Master of Science (MS)

Legacy Department

Mechanical Engineering

Committee Chair/Advisor

Nader, Jalili

Committee Member

Daqaq , Mohammed F

Committee Member

Dawson , Darren M

Committee Member

Nader , Jalili


Cantilever-based Sensing Systems (CSS) have become a focal area for research with the rise of micro- and nanotechnology. History has led us to use cantilever beams as one of the foremost sensing devices for small scale applications, beginning with the atomic force microscopy, and then being expanded into numerous sensor devices. The CSS include such applications as accelerometers, thermal and chemical sensors which are expanding into the applications of mass sensing and material characterization. Soon, this technology may be used in 'lab on chip' biosensing applications.
This study covers the experimentation into new CSS applications and sensitivity enhancement. In order to do this, an overview of CSS is presented. The history of cantilever is covered from its humble beginnings to the recent explosion of interest.

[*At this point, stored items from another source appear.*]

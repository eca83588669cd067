//! WebSocket upgrade + message loop. Each client message is parsed as JSON and
//! forwarded to core logic. We reply with a single JSON message per request.

use std::sync::Arc;
use axum::{
  extract::{
    ws::{Message, WebSocket},
    State, WebSocketUpgrade,
  },
  response::IntoResponse,
};
use tracing::{debug, error, info, instrument};

use crate::error::GameError;
use crate::logic;
use crate::protocol::{ClientWsMessage, ServerWsMessage};
use crate::state::AppState;

#[instrument(level = "info", skip(state))]
pub async fn ws_upgrade(ws: WebSocketUpgrade, State(state): State<Arc<AppState>>) -> impl IntoResponse {
  info!(target: "geoquiz", "WebSocket upgrade requested");
  ws.on_upgrade(move |socket| handle_ws(socket, state))
}

#[instrument(level = "info", skip(socket, state))]
async fn handle_ws(mut socket: WebSocket, state: Arc<AppState>) {
  info!(target: "geoquiz", "WebSocket connected");
  while let Some(Ok(msg)) = socket.recv().await {
    match msg {
      Message::Text(txt) => {
        let reply_msg = match serde_json::from_str::<ClientWsMessage>(&txt) {
          Ok(incoming) => {
            debug!(target: "geoquiz", "WS received: {:?}", &incoming);
            handle_client_ws(incoming, &state).await
          }
          Err(e) => ServerWsMessage::Error { kind: "invalid_json", message: format!("Invalid JSON: {}", e) },
        };

        let out = serde_json::to_string(&reply_msg).unwrap_or_else(|e| {
          serde_json::json!({ "type": "error", "kind": "serialization", "message": format!("Serialization error: {}", e) }).to_string()
        });

        if let Err(e) = socket.send(Message::Text(out)).await {
          error!(target: "geoquiz", error = %e, "WS send error");
          break;
        }
      }
      Message::Ping(payload) => { let _ = socket.send(Message::Pong(payload)).await; }
      Message::Close(_) => break,
      _ => {}
    }
  }
  info!(target: "geoquiz", "WebSocket disconnected");
}

fn to_ws_error(e: GameError) -> ServerWsMessage {
  ServerWsMessage::Error { kind: e.kind(), message: e.to_string() }
}

#[instrument(level = "info", skip(state))]
pub async fn handle_client_ws(msg: ClientWsMessage, state: &AppState) -> ServerWsMessage {
  let reply = match msg {
    ClientWsMessage::Ping => Ok(ServerWsMessage::Pong),

    ClientWsMessage::NewQuestion => logic::new_question(state)
      .await
      .map(|question| ServerWsMessage::Question { question }),

    ClientWsMessage::VerifyAnswer { question_id, answer_id } => Ok(ServerWsMessage::AnswerResult {
      is_correct: logic::check_answer(question_id, answer_id),
    }),

    ClientWsMessage::RegisterPlayer { player_name } => logic::register(state, &player_name)
      .await
      .map(|player| ServerWsMessage::Player { player }),

    ClientWsMessage::GetPlayer { player_name, referral_code } => {
      let found = match (player_name, referral_code) {
        (Some(name), _) => logic::player_by_name(state, &name).await,
        (None, Some(code)) => logic::player_by_code(state, &code).await,
        (None, None) => Err(GameError::InvalidRequest("player_name or referral_code required".into())),
      };
      found.map(|player| ServerWsMessage::Player { player })
    }

    ClientWsMessage::SubmitScore { player_name, score } => logic::submit_score(state, &player_name, score)
      .await
      .map(|result| ServerWsMessage::ScoreResult { result }),

    ClientWsMessage::Leaderboard { limit } => logic::leaderboard(state, limit)
      .await
      .map(|entries| ServerWsMessage::Leaderboard { entries }),
  };
  reply.unwrap_or_else(to_ws_error)
}

#[cfg(test)]
mod tests {
  use super::*;
  use crate::config::GameConfig;

  #[tokio::test]
  async fn messages_dispatch_to_core() {
    let state = AppState::from_config(GameConfig::default());

    let reply = handle_client_ws(ClientWsMessage::SubmitScore { player_name: "Wes".into(), score: 9 }, &state).await;
    assert!(matches!(reply, ServerWsMessage::ScoreResult { ref result } if result.is_personal_best));

    let reply = handle_client_ws(ClientWsMessage::RegisterPlayer { player_name: "Wes".into() }, &state).await;
    assert!(matches!(reply, ServerWsMessage::Error { kind: "duplicate_name", .. }));

    let reply = handle_client_ws(ClientWsMessage::GetPlayer { player_name: None, referral_code: None }, &state).await;
    assert!(matches!(reply, ServerWsMessage::Error { kind: "invalid_request", .. }));

    let reply = handle_client_ws(ClientWsMessage::NewQuestion, &state).await;
    match reply {
      ServerWsMessage::Question { question } => assert!(question.options.iter().any(|o| o.id == question.correct_id)),
      other => panic!("unexpected reply: {other:?}"),
    }
  }
}
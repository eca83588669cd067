//! Small utility helpers used across modules.

use uuid::Uuid;

use crate::error::GameError;

pub const REFERRAL_CODE_LEN: usize = 8;
pub const MIN_NAME_CHARS: usize = 3;
pub const MAX_NAME_CHARS: usize = 50;

/// Fresh referral code: the leading hex digits of a v4 UUID.
/// Collisions are possible in principle; the store's uniqueness check is the backstop.
pub fn new_referral_code() -> String {
  let mut hex = Uuid::new_v4().simple().to_string();
  hex.truncate(REFERRAL_CODE_LEN);
  hex
}

/// Canonical form of a player name: surrounding whitespace removed.
/// Every store read and write keyed by name goes through this.
pub fn normalize_player_name(raw: &str) -> &str {
  raw.trim()
}

/// Normalized player name, if its length is within the registration bounds.
pub fn validate_player_name(raw: &str) -> Result<String, GameError> {
  let name = normalize_player_name(raw);
  let len = name.chars().count();
  if len < MIN_NAME_CHARS || len > MAX_NAME_CHARS {
    return Err(GameError::InvalidName(format!(
      "must be {MIN_NAME_CHARS}-{MAX_NAME_CHARS} characters, got {len}"
    )));
  }
  Ok(name.to_string())
}

/// Log-safe truncation for user-supplied strings.
pub fn trunc_for_log(s: &str, max: usize) -> String {
  match s.char_indices().nth(max) {
    None => s.to_string(),
    Some((cut, _)) => format!("{}… ({} bytes total)", &s[..cut], s.len()),
  }
}
//! Repository port and its in-memory implementation.
//!
//! The core only talks to `GameRepo`. `MemoryStore` keeps locations and players
//! behind tokio `RwLock`s; every player mutation happens under a single write
//! lock so uniqueness checks and the best-score raise are atomic.

use std::collections::{BTreeMap, HashMap};

use async_trait::async_trait;
use tokio::sync::RwLock;
use tracing::{debug, instrument};

use crate::domain::{Location, NewLocation, Player};
use crate::error::RepoError;

#[async_trait]
pub trait GameRepo: Send + Sync {
    async fn list_all_locations(&self) -> Result<Vec<Location>, RepoError>;
    async fn find_player_by_name(&self, name: &str) -> Result<Option<Player>, RepoError>;
    async fn find_player_by_referral_code(&self, code: &str) -> Result<Option<Player>, RepoError>;
    async fn create_player(
        &self,
        name: &str,
        referral_code: &str,
        best_score: i64,
    ) -> Result<Player, RepoError>;
    /// Conditional raise: stores `new_score` only if it is strictly higher than
    /// the current best. Returns the player as stored after the call and
    /// whether the write was applied.
    async fn update_player_best_score(
        &self,
        player_id: i64,
        new_score: i64,
    ) -> Result<(Player, bool), RepoError>;
    /// Highest best scores first; ties ordered by player id ascending.
    async fn top_players(&self, limit: usize) -> Result<Vec<Player>, RepoError>;
}

#[derive(Default)]
struct PlayerTable {
    next_id: i64,
    by_id: BTreeMap<i64, Player>,
    by_name: HashMap<String, i64>,
    by_code: HashMap<String, i64>,
}

#[derive(Default)]
pub struct MemoryStore {
    locations: RwLock<Vec<Location>>,
    players: RwLock<PlayerTable>,
}

impl MemoryStore {
    #[allow(dead_code)]
    pub fn new() -> Self {
        Self::default()
    }

    /// Store pre-loaded with the given catalog; ids are assigned from 1.
    pub fn with_locations(locations: Vec<NewLocation>) -> Self {
        Self {
            locations: RwLock::new(number_locations(locations)),
            players: RwLock::default(),
        }
    }
}

fn number_locations(locations: Vec<NewLocation>) -> Vec<Location> {
    locations
        .into_iter()
        .zip(1..)
        .map(|(l, id)| l.with_id(id))
        .collect()
}

#[async_trait]
impl GameRepo for MemoryStore {
    async fn list_all_locations(&self) -> Result<Vec<Location>, RepoError> {
        Ok(self.locations.read().await.clone())
    }

    async fn find_player_by_name(&self, name: &str) -> Result<Option<Player>, RepoError> {
        let table = self.players.read().await;
        Ok(table.by_name.get(name).and_then(|id| table.by_id.get(id)).cloned())
    }

    async fn find_player_by_referral_code(&self, code: &str) -> Result<Option<Player>, RepoError> {
        let table = self.players.read().await;
        Ok(table.by_code.get(code).and_then(|id| table.by_id.get(id)).cloned())
    }

    #[instrument(level = "debug", skip(self))]
    async fn create_player(
        &self,
        name: &str,
        referral_code: &str,
        best_score: i64,
    ) -> Result<Player, RepoError> {
        let mut table = self.players.write().await;
        if table.by_name.contains_key(name) {
            return Err(RepoError::DuplicateName(name.to_string()));
        }
        if table.by_code.contains_key(referral_code) {
            return Err(RepoError::DuplicateCode(referral_code.to_string()));
        }
        table.next_id += 1;
        let player = Player {
            id: table.next_id,
            player_name: name.to_string(),
            referral_code: referral_code.to_string(),
            best_score,
        };
        table.by_name.insert(player.player_name.clone(), player.id);
        table.by_code.insert(player.referral_code.clone(), player.id);
        table.by_id.insert(player.id, player.clone());
        debug!(target: "ledger", id = player.id, "Player row inserted");
        Ok(player)
    }

    async fn update_player_best_score(
        &self,
        player_id: i64,
        new_score: i64,
    ) -> Result<(Player, bool), RepoError> {
        let mut table = self.players.write().await;
        let player = table
            .by_id
            .get_mut(&player_id)
            .ok_or(RepoError::PlayerNotFound(player_id))?;
        let raised = new_score > player.best_score;
        if raised {
            player.best_score = new_score;
        }
        Ok((player.clone(), raised))
    }

    async fn top_players(&self, limit: usize) -> Result<Vec<Player>, RepoError> {
        let table = self.players.read().await;
        let mut players: Vec<Player> = table.by_id.values().cloned().collect();
        players.sort_by(|a, b| b.best_score.cmp(&a.best_score).then(a.id.cmp(&b.id)));
        players.truncate(limit);
        Ok(players)
    }
}
//! Core behaviors shared by both HTTP and WebSocket handlers.
//!
//! Each operation acquires what it needs from the repository, runs the quiz or
//! ledger logic, and returns a typed result. Transport mapping lives in `routes`.

use tracing::{info, instrument};

use crate::domain::{LeaderboardEntry, Location, Player, QuizQuestion, ScoreUpdateResult};
use crate::error::GameError;
use crate::ledger;
use crate::quiz::{generate_question, verify_answer};
use crate::state::AppState;
use crate::util::trunc_for_log;

#[instrument(level = "info", skip(state))]
pub async fn new_question(state: &AppState) -> Result<QuizQuestion, GameError> {
  let locations = state.repo.list_all_locations().await?;
  let q = generate_question(&locations, &mut rand::thread_rng())?;
  info!(target: "quiz", id = q.id, options = q.options.len(), "Question served");
  Ok(q)
}

pub fn check_answer(question_id: i64, answer_id: i64) -> bool {
  let ok = verify_answer(question_id, answer_id);
  info!(target: "quiz", question_id, answer_id, correct = ok, "Answer verified");
  ok
}

#[instrument(level = "info", skip(state, player_name), fields(name = %trunc_for_log(player_name, 60)))]
pub async fn register(state: &AppState, player_name: &str) -> Result<Player, GameError> {
  ledger::register_player(state.repo.as_ref(), player_name).await
}

pub async fn player_by_name(state: &AppState, player_name: &str) -> Result<Player, GameError> {
  ledger::player_by_name(state.repo.as_ref(), player_name).await
}

pub async fn player_by_code(state: &AppState, referral_code: &str) -> Result<Player, GameError> {
  ledger::player_by_code(state.repo.as_ref(), referral_code).await
}

#[instrument(level = "info", skip(state, player_name), fields(name = %trunc_for_log(player_name, 60)))]
pub async fn submit_score(state: &AppState, player_name: &str, score: i64) -> Result<ScoreUpdateResult, GameError> {
  ledger::submit_score(state.repo.as_ref(), player_name, score).await
}

#[instrument(level = "info", skip(state))]
pub async fn leaderboard(state: &AppState, limit: Option<usize>) -> Result<Vec<LeaderboardEntry>, GameError> {
  let limit = state.leaderboard.effective_limit(limit);
  ledger::leaderboard(state.repo.as_ref(), limit).await
}

pub async fn list_locations(state: &AppState) -> Result<Vec<Location>, GameError> {
  Ok(state.repo.list_all_locations().await?)
}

Next, working principles, operational modes and microfabrication of the CSS are briefly overviewed. Experimentation into novel CSS applications for material characterization of a thermally sensitive polymer is discussed first. To accomplish this, an array of cantilevers is used to isolate effect of the polymer. The results show that static mode CSS using optical transduction can be effectively used to sense polymers lower critical solution temperature via measuring the beam deflection caused by surface stress due to the polymer instead of repeated traditional surface hydrophobicity tests.
In the next part of the thesis, a new CSS design is fabricated and used for mass detection. This new design utilizes stress measurements of an integrated strain gauge with reference cantilever. The new design allows for the measurement of the frequency shift while compensating for environmental effects. The CSS design is characterized and tested utilizing the addition of Au nanoparticles as functional added mass.
The final section of this study focuses on an exciting new CSS sensitivity enhancement technique. This new technique utilizes a delayed feedback to create stable limit cycles. The amplitude of these limit cycles is shown to be highly sensitive to changes in tip mass added or attached to the cantilever. The theory is presented and verified utilizing macroscale experimentation. Both theoretical and experimental results demonstrate a two-orders-of magnitude sensitivity enhancement over traditional frequency shift methods.